Thanatos, Hypnos, Hemera… Nyx’s offspring, nearly wiped out by you, and she one of the five primordial gods of Greece.”

As if recalling something, Ye Fan smiled. “Oh, right—perhaps you haven’t heard: half a year ago Nyx appeared in Great Xia. When she fully returns, I wonder if Gaia alone can withstand her wrath?”

The shadow visibly shuddered; though faceless, its shock was plain.

“Impossible—that woman is dead!”

“You are the illustrious Lord of the Dead, Hades; no one understands death better than you…” Ye Fan said slowly. “But within this Fog, nothing is impossible.”

The death-qi around Hades thickened; his gaze fixed on Ye Fan, and the pressure of the Underworld’s king crashed down.

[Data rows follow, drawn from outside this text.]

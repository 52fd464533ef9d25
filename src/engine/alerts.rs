use crate::broker::now_ms;
use crate::model::{Alert, AlertSeverity, AlertType};

/// Evaluates the z-score alert rules against a freshly computed pair
/// snapshot. Threshold crossing in either direction produces exactly one
/// alert; duplicate suppression is left to downstream consumers (they
/// dedupe by `id`).
pub fn check_zscore_alerts(symbol_a: &str, symbol_b: &str, z_score: f64, threshold: f64) -> Vec<Alert> {
    let pair_symbol = format!("{symbol_a}:{symbol_b}");
    let mut alerts = Vec::new();

    if z_score > threshold {
        alerts.push(Alert {
            id: uuid_like(&pair_symbol, "high"),
            alert_type: AlertType::ZScoreHigh,
            symbol: pair_symbol.clone(),
            message: format!("z-score {z_score:.4} exceeds threshold {threshold:.4}"),
            timestamp_ms: now_ms(),
            severity: AlertSeverity::Warning,
            value: Some(z_score),
            threshold: Some(threshold),
            acknowledged: false,
        });
    } else if z_score < -threshold {
        alerts.push(Alert {
            id: uuid_like(&pair_symbol, "low"),
            alert_type: AlertType::ZScoreLow,
            symbol: pair_symbol,
            message: format!("z-score {z_score:.4} below threshold {:.4}", -threshold),
            timestamp_ms: now_ms(),
            severity: AlertSeverity::Warning,
            value: Some(z_score),
            threshold: Some(-threshold),
            acknowledged: false,
        });
    }

    alerts
}

/// Deterministic, collision-resistant-enough id for a given pair/kind/tick,
/// avoiding a dependency on a UUID crate the pack doesn't otherwise pull in.
fn uuid_like(pair_symbol: &str, kind: &str) -> String {
    format!("{}-{}-{}", pair_symbol.to_lowercase(), kind, now_ms())
}

#[cfg(test)]
mod tests {
    use super::*;

    #[test]
    fn fires_high_alert_above_threshold() {
        let alerts = check_zscore_alerts("BTCUSDT", "ETHUSDT", 3.0, 2.0);
        assert_eq!(alerts.len(), 1);
        assert_eq!(alerts[0].alert_type, AlertType::ZScoreHigh);
    }

    #[test]
    fn fires_low_alert_below_negative_threshold() {
        let alerts = check_zscore_alerts("BTCUSDT", "ETHUSDT", -3.0, 2.0);
        assert_eq!(alerts.len(), 1);
        assert_eq!(alerts[0].alert_type, AlertType::ZScoreLow);
    }

    #[test]
    fn no_alert_within_threshold() {
        let alerts = check_zscore_alerts("BTCUSDT", "ETHUSDT", 1.0, 2.0);
        assert!(alerts.is_empty());
    }
}
use chrono::{DateTime, TimeZone, Utc};
use deadpool_postgres::Pool;

use crate::error::Result;
use crate::model::{Alert, AlertSeverity, AlertType, AnalyticsSnapshot, DataValidityStatus, OhlcBar, Tick};

fn to_datetime(ts_ms: i64) -> DateTime<Utc> {
    Utc.timestamp_millis_opt(ts_ms).single().unwrap_or_else(Utc::now)
}

/// Bulk-inserts ticks for a single symbol via `UNNEST`-based batch insert,
/// the `tokio-postgres` idiom for multi-row writes (no `COPY` support for
/// structured batches without a dedicated sink type).
pub async fn insert_ticks_batch(pool: &Pool, symbol: &str, ticks: &[Tick]) -> Result<u64> {
    if ticks.is_empty() {
        return Ok(0);
    }
    let client = pool.get().await?;

    let symbols: Vec<&str> = ticks.iter().map(|_| symbol).collect();
    let trade_ids: Vec<i64> = ticks.iter().map(|t| t.trade_id).collect();
    let prices: Vec<f64> = ticks.iter().map(|t| t.price).collect();
    let qtys: Vec<f64> = ticks.iter().map(|t| t.qty).collect();
    let times: Vec<DateTime<Utc>> = ticks.iter().map(|t| to_datetime(t.timestamp_ms)).collect();
    let makers: Vec<bool> = ticks.iter().map(|t| t.is_buyer_maker).collect();

    let rows = client
        .execute(
            "INSERT INTO ticks (symbol, trade_id, price, qty, time, is_buyer_maker)
             SELECT * FROM UNNEST($1::text[], $2::bigint[], $3::double precision[],
                                   $4::double precision[], $5::timestamptz[], $6::boolean[])
             ON CONFLICT (symbol, time, trade_id) DO NOTHING",
            &[&symbols, &trade_ids, &prices, &qtys, &times, &makers],
        )
        .await?;
    Ok(rows)
}

pub async fn insert_ohlc_batch(pool: &Pool, symbol: &str, interval: &str, bars: &[OhlcBar]) -> Result<u64> {
    if bars.is_empty() {
        return Ok(0);
    }
    let client = pool.get().await?;

    let symbols: Vec<&str> = bars.iter().map(|_| symbol).collect();
    let intervals: Vec<&str> = bars.iter().map(|_| interval).collect();
    let times: Vec<DateTime<Utc>> = bars.iter().map(|b| to_datetime(b.timestamp_ms)).collect();
    let opens: Vec<f64> = bars.iter().map(|b| b.open).collect();
    let highs: Vec<f64> = bars.iter().map(|b| b.high).collect();
    let lows: Vec<f64> = bars.iter().map(|b| b.low).collect();
    let closes: Vec<f64> = bars.iter().map(|b| b.close).collect();
    let volumes: Vec<f64> = bars.iter().map(|b| b.volume).collect();
    let counts: Vec<i32> = bars.iter().map(|b| b.trade_count as i32).collect();

    let rows = client
        .execute(
            "INSERT INTO ohlc (symbol, interval, time, open, high, low, close, volume, trade_count)
             SELECT * FROM UNNEST($1::text[], $2::text[], $3::timestamptz[], $4::double precision[],
                                   $5::double precision[], $6::double precision[], $7::double precision[],
                                   $8::double precision[], $9::integer[])
             ON CONFLICT (symbol, interval, time) DO UPDATE SET
                open = EXCLUDED.open, high = EXCLUDED.high, low = EXCLUDED.low,
                close = EXCLUDED.close, volume = EXCLUDED.volume, trade_count = EXCLUDED.trade_count",
            &[&symbols, &intervals, &times, &opens, &highs, &lows, &closes, &volumes, &counts],
        )
        .await?;
    Ok(rows)
}

pub async fn insert_analytics_snapshot(pool: &Pool, snapshot: &AnalyticsSnapshot) -> Result<()> {
    let client = pool.get().await?;
    client
        .execute(
            "INSERT INTO analytics_snapshots (
                symbol, pair_symbol, time, last_price, price_change_pct, vwap, spread,
                hedge_ratio, z_score, correlation, adf_statistic, adf_pvalue, is_stationary,
                validity_status, tick_count
            ) VALUES ($1, $2, $3, $4, $5, $6, $7, $8, $9, $10, $11, $12, $13, $14, $15)",
            &[
                &snapshot.symbol,
                &snapshot.pair_symbol,
                &to_datetime(snapshot.timestamp_ms),
                &snapshot.last_price,
                &snapshot.price_change_pct,
                &snapshot.vwap,
                &snapshot.spread,
                &snapshot.hedge_ratio,
                &snapshot.z_score,
                &snapshot.correlation,
                &snapshot.adf_statistic,
                &snapshot.adf_pvalue,
                &snapshot.is_stationary,
                &snapshot.validity_status.as_str(),
                &(snapshot.tick_count as i32),
            ],
        )
        .await?;
    Ok(())
}

pub async fn archive_alert(pool: &Pool, alert: &Alert) -> Result<()> {
    let client = pool.get().await?;
    client
        .execute(
            "INSERT INTO alerts_history (id, alert_type, symbol, message, time, severity, value, threshold, acknowledged)
             VALUES ($1, $2, $3, $4, $5, $6, $7, $8, $9)
             ON CONFLICT (id) DO UPDATE SET acknowledged = EXCLUDED.acknowledged",
            &[
                &alert.id,
                &alert.alert_type.as_str(),
                &alert.symbol,
                &alert.message,
                &to_datetime(alert.timestamp_ms),
                &alert.severity.as_str(),
                &alert.value,
                &alert.threshold,
                &alert.acknowledged,
            ],
        )
        .await?;
    Ok(())
}

pub async fn get_ticks(
    pool: &Pool,
    symbol: &str,
    from: DateTime<Utc>,
    to: DateTime<Utc>,
    limit: i64,
) -> Result<Vec<Tick>> {
    let client = pool.get().await?;
    let rows = client
        .query(
            "SELECT trade_id, price, qty, time, is_buyer_maker FROM ticks
             WHERE symbol = $1 AND time >= $2 AND time <= $3
             ORDER BY time DESC LIMIT $4",
            &[&symbol, &from, &to, &limit],
        )
        .await?;

    Ok(rows
        .into_iter()
        .map(|row| {
            let time: DateTime<Utc> = row.get(3);
            Tick {
                trade_id: row.get(0),
                price: row.get(1),
                qty: row.get(2),
                timestamp_ms: time.timestamp_millis(),
                is_buyer_maker: row.get(4),
            }
        })
        .collect())
}

pub async fn get_ohlc(
    pool: &Pool,
    symbol: &str,
    interval: &str,
    from: DateTime<Utc>,
    to: DateTime<Utc>,
    limit: i64,
) -> Result<Vec<OhlcBar>> {
    let client = pool.get().await?;
    let rows = client
        .query(
            "SELECT time, open, high, low, close, volume, trade_count FROM ohlc
             WHERE symbol = $1 AND interval = $2 AND time >= $3 AND time <= $4
             ORDER BY time ASC LIMIT $5",
            &[&symbol, &interval, &from, &to, &limit],
        )
        .await?;

    Ok(rows
        .into_iter()
        .map(|row| {
            let time: DateTime<Utc> = row.get(0);
            let count: i32 = row.get(6);
            OhlcBar {
                timestamp_ms: time.timestamp_millis(),
                open: row.get(1),
                high: row.get(2),
                low: row.get(3),
                close: row.get(4),
                volume: row.get(5),
                trade_count: count as u32,
            }
        })
        .collect())
}

/// Computes OHLC bars on demand from raw ticks via `time_bucket`, the
/// TimescaleDB aggregation primitive (falls back to plain `date_trunc`-like
/// bucketing if the extension is absent, since `time_bucket` is also
/// provided as a plain SQL function by the extension only — callers on a
/// bare Postgres instance should rely on `get_ohlc` against
/// already-archived bars instead).
pub async fn compute_ohlc_from_ticks(
    pool: &Pool,
    symbol: &str,
    bucket: &str,
    from: DateTime<Utc>,
    to: DateTime<Utc>,
    limit: i64,
) -> Result<Vec<OhlcBar>> {
    let client = pool.get().await?;
    let rows = client
        .query(
            "SELECT
                time_bucket($1::interval, time) AS bucket,
                (array_agg(price ORDER BY time ASC))[1] AS open,
                (array_agg(price ORDER BY time DESC))[1] AS close,
                MAX(price) AS high,
                MIN(price) AS low,
                SUM(qty) AS volume,
                COUNT(*) AS trade_count
             FROM ticks
             WHERE symbol = $2 AND time >= $3 AND time <= $4
             GROUP BY bucket
             ORDER BY bucket ASC
             LIMIT $5",
            &[&bucket, &symbol, &from, &to, &limit],
        )
        .await?;

    Ok(rows
        .into_iter()
        .map(|row| {
            let time: DateTime<Utc> = row.get(0);
            let count: i64 = row.get(6);
            OhlcBar {
                timestamp_ms: time.timestamp_millis(),
                open: row.get(1),
                close: row.get(2),
                high: row.get(3),
                low: row.get(4),
                volume: row.get(5),
                trade_count: count as u32,
            }
        })
        .collect())
}

pub async fn get_pair_analytics_history(
    pool: &Pool,
    symbol_a: &str,
    symbol_b: &str,
    from: DateTime<Utc>,
    to: DateTime<Utc>,
    limit: i64,
) -> Result<Vec<AnalyticsSnapshot>> {
    let client = pool.get().await?;
    let rows = client
        .query(
            "SELECT symbol, pair_symbol, time, last_price, price_change_pct, vwap, spread,
                    hedge_ratio, z_score, correlation, adf_statistic, adf_pvalue, is_stationary,
                    validity_status, tick_count
             FROM analytics_snapshots
             WHERE symbol = $1 AND pair_symbol = $2 AND time >= $3 AND time <= $4
             ORDER BY time ASC LIMIT $5",
            &[&symbol_a, &symbol_b, &from, &to, &limit],
        )
        .await?;

    Ok(rows.into_iter().map(row_to_snapshot).collect())
}

fn row_to_snapshot(row: tokio_postgres::Row) -> AnalyticsSnapshot {
    let time: DateTime<Utc> = row.get(2);
    let tick_count: i32 = row.get(14);
    let validity: String = row.get(13);
    AnalyticsSnapshot {
        symbol: row.get(0),
        pair_symbol: row.get(1),
        timestamp_ms: time.timestamp_millis(),
        last_price: row.get(3),
        price_change_pct: row.get(4),
        vwap: row.get(5),
        spread: row.get(6),
        hedge_ratio: row.get(7),
        z_score: row.get(8),
        correlation: row.get(9),
        adf_statistic: row.get(10),
        adf_pvalue: row.get(11),
        is_stationary: row.get(12),
        data_freshness_ms: 0,
        validity_status: match validity.as_str() {
            "insufficient" => DataValidityStatus::Insufficient,
            "warming_up" => DataValidityStatus::WarmingUp,
            _ => DataValidityStatus::Valid,
        },
        tick_count: tick_count.max(0) as usize,
    }
}

pub async fn get_alerts_history(
    pool: &Pool,
    symbol: Option<&str>,
    from: Option<DateTime<Utc>>,
    to: Option<DateTime<Utc>>,
    limit: i64,
) -> Result<Vec<Alert>> {
    let client = pool.get().await?;

    let mut sql = String::from(
        "SELECT id, alert_type, symbol, message, time, severity, value, threshold, acknowledged
         FROM alerts_history WHERE 1 = 1",
    );
    let mut params: Vec<&(dyn tokio_postgres::types::ToSql + Sync)> = Vec::new();
    let symbol_owned;
    if let Some(s) = symbol {
        symbol_owned = s.to_string();
        params.push(&symbol_owned);
        sql.push_str(&format!(" AND symbol = ${}", params.len()));
    }
    if let Some(from) = &from {
        params.push(from);
        sql.push_str(&format!(" AND time >= ${}", params.len()));
    }
    if let Some(to) = &to {
        params.push(to);
        sql.push_str(&format!(" AND time <= ${}", params.len()));
    }
    sql.push_str(" ORDER BY time DESC LIMIT $");
    sql.push_str(&(params.len() + 1).to_string());
    params.push(&limit);

    let rows = client.query(sql.as_str(), &params).await?;

    Ok(rows
        .into_iter()
        .filter_map(|row| {
            let time: DateTime<Utc> = row.get(4);
            let alert_type: String = row.get(1);
            let severity: String = row.get(5);
            Some(Alert {
                id: row.get(0),
                alert_type: AlertType::parse(&alert_type)?,
                symbol: row.get(2),
                message: row.get(3),
                timestamp_ms: time.timestamp_millis(),
                severity: AlertSeverity::parse(&severity)?,
                value: row.get(6),
                threshold: row.get(7),
                acknowledged: row.get(8),
            })
        })
        .collect())
}
//! Starts and stops every worker with the staggered delays and shutdown
//! propagation described in the concurrency model: Market Gateway (t=0),
//! Quant Engine (t=2s), Archivist (t=5s), Log Sink (t=0); stop in reverse
//! order on SIGINT/SIGTERM.

use std::sync::atomic::{AtomicBool, Ordering};
use std::sync::Arc;
use std::time::Duration;

use tokio::task::JoinHandle;

use crate::archivist::Archivist;
use crate::broker::BrokerAdapter;
use crate::coldstore::ColdStore;
use crate::config::Settings;
use crate::engine::QuantEngine;
use crate::error::Result;
use crate::gateway::MarketGateway;
use crate::logsink::AlertLogSink;

pub struct Orchestrator {
    settings: Settings,
    handles: Vec<JoinHandle<()>>,
    shutdown_flags: Vec<Arc<AtomicBool>>,
    gateway: Option<Arc<MarketGateway>>,
}

impl Orchestrator {
    /// Connects to the broker and cold store, then starts every worker.
    /// Connection failure here is Fatal per the error-handling design —
    /// the caller should abort the process with a non-zero exit.
    pub async fn start(settings: Settings) -> Result<Self> {
        let log_sink_broker = BrokerAdapter::connect("alert_log_sink", &settings.broker_url).await?;
        let gateway_broker = BrokerAdapter::connect("market_gateway", &settings.broker_url).await?;
        let engine_broker = BrokerAdapter::connect("quant_engine", &settings.broker_url).await?;
        let archivist_broker = BrokerAdapter::connect("archivist", &settings.broker_url).await?;
        let coldstore = ColdStore::connect(&settings.coldstore_url).await?;

        let mut handles = Vec::new();
        let mut shutdown_flags = Vec::new();

        let log_sink = AlertLogSink::new(&settings, log_sink_broker);
        shutdown_flags.push(log_sink.shutdown_handle());
        handles.push(log_sink.spawn());

        let gateway = Arc::new(MarketGateway::new(settings.clone(), gateway_broker));
        handles.extend(gateway.spawn());

        tokio::time::sleep(Duration::from_secs(2)).await;
        let engine = QuantEngine::new(settings.clone(), engine_broker);
        shutdown_flags.push(engine.shutdown_handle());
        handles.push(engine.spawn());

        tokio::time::sleep(Duration::from_secs(3)).await;
        let archivist = Archivist::new(settings.clone(), archivist_broker, coldstore);
        shutdown_flags.push(archivist.shutdown_handle());
        handles.push(archivist.spawn());

        Ok(Self {
            settings,
            handles,
            shutdown_flags,
            gateway: Some(gateway),
        })
    }

    /// Blocks until SIGINT/SIGTERM, then stops every worker in reverse
    /// start order and waits for their tasks to finish.
    pub async fn run_until_signal(mut self) {
        wait_for_shutdown_signal().await;
        tracing::info!("shutdown signal received, stopping workers");
        self.stop().await;
    }

    async fn stop(&mut self) {
        if let Some(gateway) = self.gateway.take() {
            gateway.stop();
        }
        for flag in self.shutdown_flags.iter().rev() {
            flag.store(true, Ordering::SeqCst);
        }
        for handle in self.handles.drain(..) {
            let _ = handle.await;
        }
    }

    pub fn settings(&self) -> &Settings {
        &self.settings
    }
}

#[cfg(unix)]
async fn wait_for_shutdown_signal() {
    use tokio::signal::unix::{signal, SignalKind};
    let mut sigint = signal(SignalKind::interrupt()).expect("failed to register SIGINT handler");
    let mut sigterm = signal(SignalKind::terminate()).expect("failed to register SIGTERM handler");
    tokio::select! {
        _ = sigint.recv() => {}
        _ = sigterm.recv() => {}
    }
}

#[cfg(not(unix))]
async fn wait_for_shutdown_signal() {
    let _ = tokio::signal::ctrl_c().await;
}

“Hand over Śiva’s Grudge, or I will turn this nation into dead soil of my realm!” Hades’ voice echoed from the abyss, cold and terrible. “This time, you won’t be as lucky as ten years ago…”

“Really?” Ye Fan’s brow lifted slightly. “You, it seems, are no longer as strong as ten years ago either.”

Hades’ pupils contracted.

“This sudden Fog has knocked you gods from myth to earth; while inside it, you grow weaker. In another century you may be no different from mortals.

I suppose Gaia didn’t come this time so she could hide in Olympus and preserve strength?”

Ye Fan’s lips curled. “Like… a dog clinging to its last breath.”

Boom—!!

Turbulent Underworld death-qi slammed against Ye Fan, gnawing at the Buddhist light encircling him. Hades raised his chin, eyes narrowed, and spoke coldly:

“Foolish mortal, I will teach you—gods are forever gods!”

Twenty kilometers from Cangnan City.

On a desolate highway a Maybach howled past.

In the driver’s seat a skinny young man had the window down, left arm draped on the door, fingers drumming to the music—utterly carefree.

Just then a figure in a yellow uniform pulled up beside him on an e-scooter, keeping pace.

On the back of the jacket, four big characters flashed:

—Mi-Tuan Take-out.

The dashing youth blinked, glanced at his speedometer, then at the delivery rider, bewildered.

He was doing 130 kph—what e-bike could manage that?

While he stared, the rider, steering one-handed, rummaged in the rear box with the other, pulled out a pizza box, and offered it.

“Hello, your take-out.”

The young man shook his head. “You crazy? I didn’t order food.”

The rider raised an eyebrow. “God Serial 018, Trickster God Loki, right? This is your take-out.”

Beep!

The pizza box popped open, revealing a neat row of explosives glowing an eerie blue.

The young man’s expression froze solid!